The acrylic insert molded product of the present invention is characterized in that an acrylic film having a pattern layer laminated by printing is integrally bonded to the surface of a three-dimensional resin molded product.
The multilayer film for inserts of the present invention has a thickness of 200 μm to 1000 μm, in which a pattern layer and an adhesive layer are formed by printing on one side of an acrylic film having a thickness of 50 μm or more and a protective film is bonded to the other side.
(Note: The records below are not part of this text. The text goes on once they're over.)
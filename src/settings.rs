use std::path::{Path, PathBuf};

use serde::{Deserialize, Serialize};

use crate::error::{FinboardError, Result};

pub const DEFAULT_AVATARS: &[&str] = &[
    "https://images.unsplash.com/photo-1535713875002-d1d0cf377fde?w=100&h=100&fit=crop",
    "https://images.unsplash.com/photo-1494790108377-be9c29b29330?w=100&h=100&fit=crop",
    "https://images.unsplash.com/photo-1527980965255-d3b416303d12?w=100&h=100&fit=crop",
    "https://images.unsplash.com/photo-1544005313-94ddf0286df2?w=100&h=100&fit=crop",
];

#[derive(Debug, Clone, Serialize, Deserialize)]
pub struct Settings {
    #[serde(default = "default_data_dir_string")]
    pub data_dir: String,
    #[serde(default = "default_log_level")]
    pub log_level: String,
    #[serde(default = "default_avatars")]
    pub avatars: Vec<String>,
}

fn default_log_level() -> String {
    "info".to_string()
}

fn default_avatars() -> Vec<String> {
    DEFAULT_AVATARS.iter().map(|s| s.to_string()).collect()
}

fn default_data_dir_string() -> String {
    default_data_dir().to_string_lossy().to_string()
}

impl Default for Settings {
    fn default() -> Self {
        Self {
            data_dir: default_data_dir_string(),
            log_level: default_log_level(),
            avatars: default_avatars(),
        }
    }
}

impl Settings {
    /// Avatar choices to offer; an emptied list falls back to the built-in set.
    pub fn avatar_options(&self) -> Vec<String> {
        if self.avatars.is_empty() {
            default_avatars()
        } else {
            self.avatars.clone()
        }
    }

    pub fn data_path(&self) -> PathBuf {
        PathBuf::from(&self.data_dir)
    }
}

fn config_dir() -> PathBuf {
    dirs::home_dir()
        .unwrap_or_else(|| PathBuf::from("."))
        .join(".config")
        .join("finboard")
}

pub fn settings_path() -> PathBuf {
    config_dir().join("settings.json")
}

fn default_data_dir() -> PathBuf {
    dirs::data_local_dir()
        .or_else(|| dirs::home_dir().map(|h| h.join(".local").join("share")))
        .unwrap_or_else(|| PathBuf::from("."))
        .join("finboard")
}

pub fn load_settings() -> Settings {
    load_settings_from(&settings_path())
}

/// Read settings from `path`, falling back to defaults when the file is
/// missing or unreadable.
pub fn load_settings_from(path: &Path) -> Settings {
    match std::fs::read_to_string(path) {
        Ok(content) => serde_json::from_str(&content).unwrap_or_default(),
        Err(_) => Settings::default(),
    }
}

pub fn save_settings_to(settings: &Settings, path: &Path) -> Result<()> {
    if let Some(dir) = path.parent() {
        std::fs::create_dir_all(dir)?;
    }
    let json = serde_json::to_string_pretty(settings)
        .map_err(|e| FinboardError::Settings(e.to_string()))?;
    std::fs::write(path, format!("{json}\n"))?;
    Ok(())
}

pub fn shellexpand_path(path: &str) -> String {
    if path.starts_with('~') {
        if let Some(home) = dirs::home_dir() {
            return path.replacen('~', &home.to_string_lossy(), 1);
        }
    }
    std::fs::canonicalize(path)
        .unwrap_or_else(|_| PathBuf::from(path))
        .to_string_lossy()
        .to_string()
}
It is characterized by being.
[0029]
In this invention, since the acrylic film of the insert multilayer film is protected by the protective film, it can be processed into a three-dimensional shape, a necessary part can be cut off, and insert molding can be performed. It is possible to avoid direct contact with the metal surface of the surface and further the cavity forming surface of the insert molding die. For this reason, scratches are not caused by traces or friction due to fine irregularities on the mold surface, or fine irregularities or dust are not attached to the acrylic film by picking up dust or dirt.
[0030]
Moreover, in this invention, since the intrinsic | native multilayer film for insert molding which is reinforced with a protective film and is 200 micrometers-1000 micrometers is used, the yield and production efficiency of a finished product become good for the following reasons.
That is, since the multilayer film for insert molding used in the present invention brings a waist, it is not easily bent when inserted into a vacuum mold, a cutting mold, or an insert mold, and is easily positioned in the mold. For this reason, positioning can be performed quickly, and a finished product with no pattern displacement can be obtained.
In addition, since the multilayer film for insert molding used in the present invention gives a sense of weight and stability, after positioning once in a vacuum mold, a cutting mold, and an insert mold, the film is caused by vibration of the mold. The positional deviation of For this reason, positioning can be performed quickly, and a finished product with no pattern displacement can be obtained.
Further, since the multilayer film for insert molding used in the present invention is thick, an acrylic film is not sandwiched between the blades of the cutting die and the gap between the blades when cutting, and it is difficult for cutting failure of the film to occur. In addition, tearing and elongation unevenness hardly occur during vacuum forming during three-dimensional processing. For this reason, the finished product which does not have a jagged edge at the edge of the film is obtained.
In addition, since the multi-layer film for insert molding used in the present invention provides shape retention, it is difficult to lose its shape when the acrylic film is processed into a three-dimensional shape and transferred to the cavity of the insert molding die. For this reason, it is easy to transport the acrylic film, and it is easy to mount it in the cavity of the insert molding die.
[Brief description of the drawings]
FIG. 1 is a cross-sectional view showing one step of a method for producing an acrylic insert molded article according to the present invention.
FIG. 2 is a cross-sectional view showing one step of a method for producing an acrylic insert molded article according to the present invention.
FIG. 3 is a cross-sectional view showing one step in a method for producing an acrylic insert molded article according to the present invention.
FIG. 4 is a cross-sectional view showing one step in a method for producing an acrylic insert molded article according to the present invention.
FIG. 5 is a cross-sectional view showing one step in a method for producing an acrylic insert molded article according to the present invention.
FIG. 6 is a cross-sectional view showing one step in a method for producing an acrylic insert molded article according to the present invention.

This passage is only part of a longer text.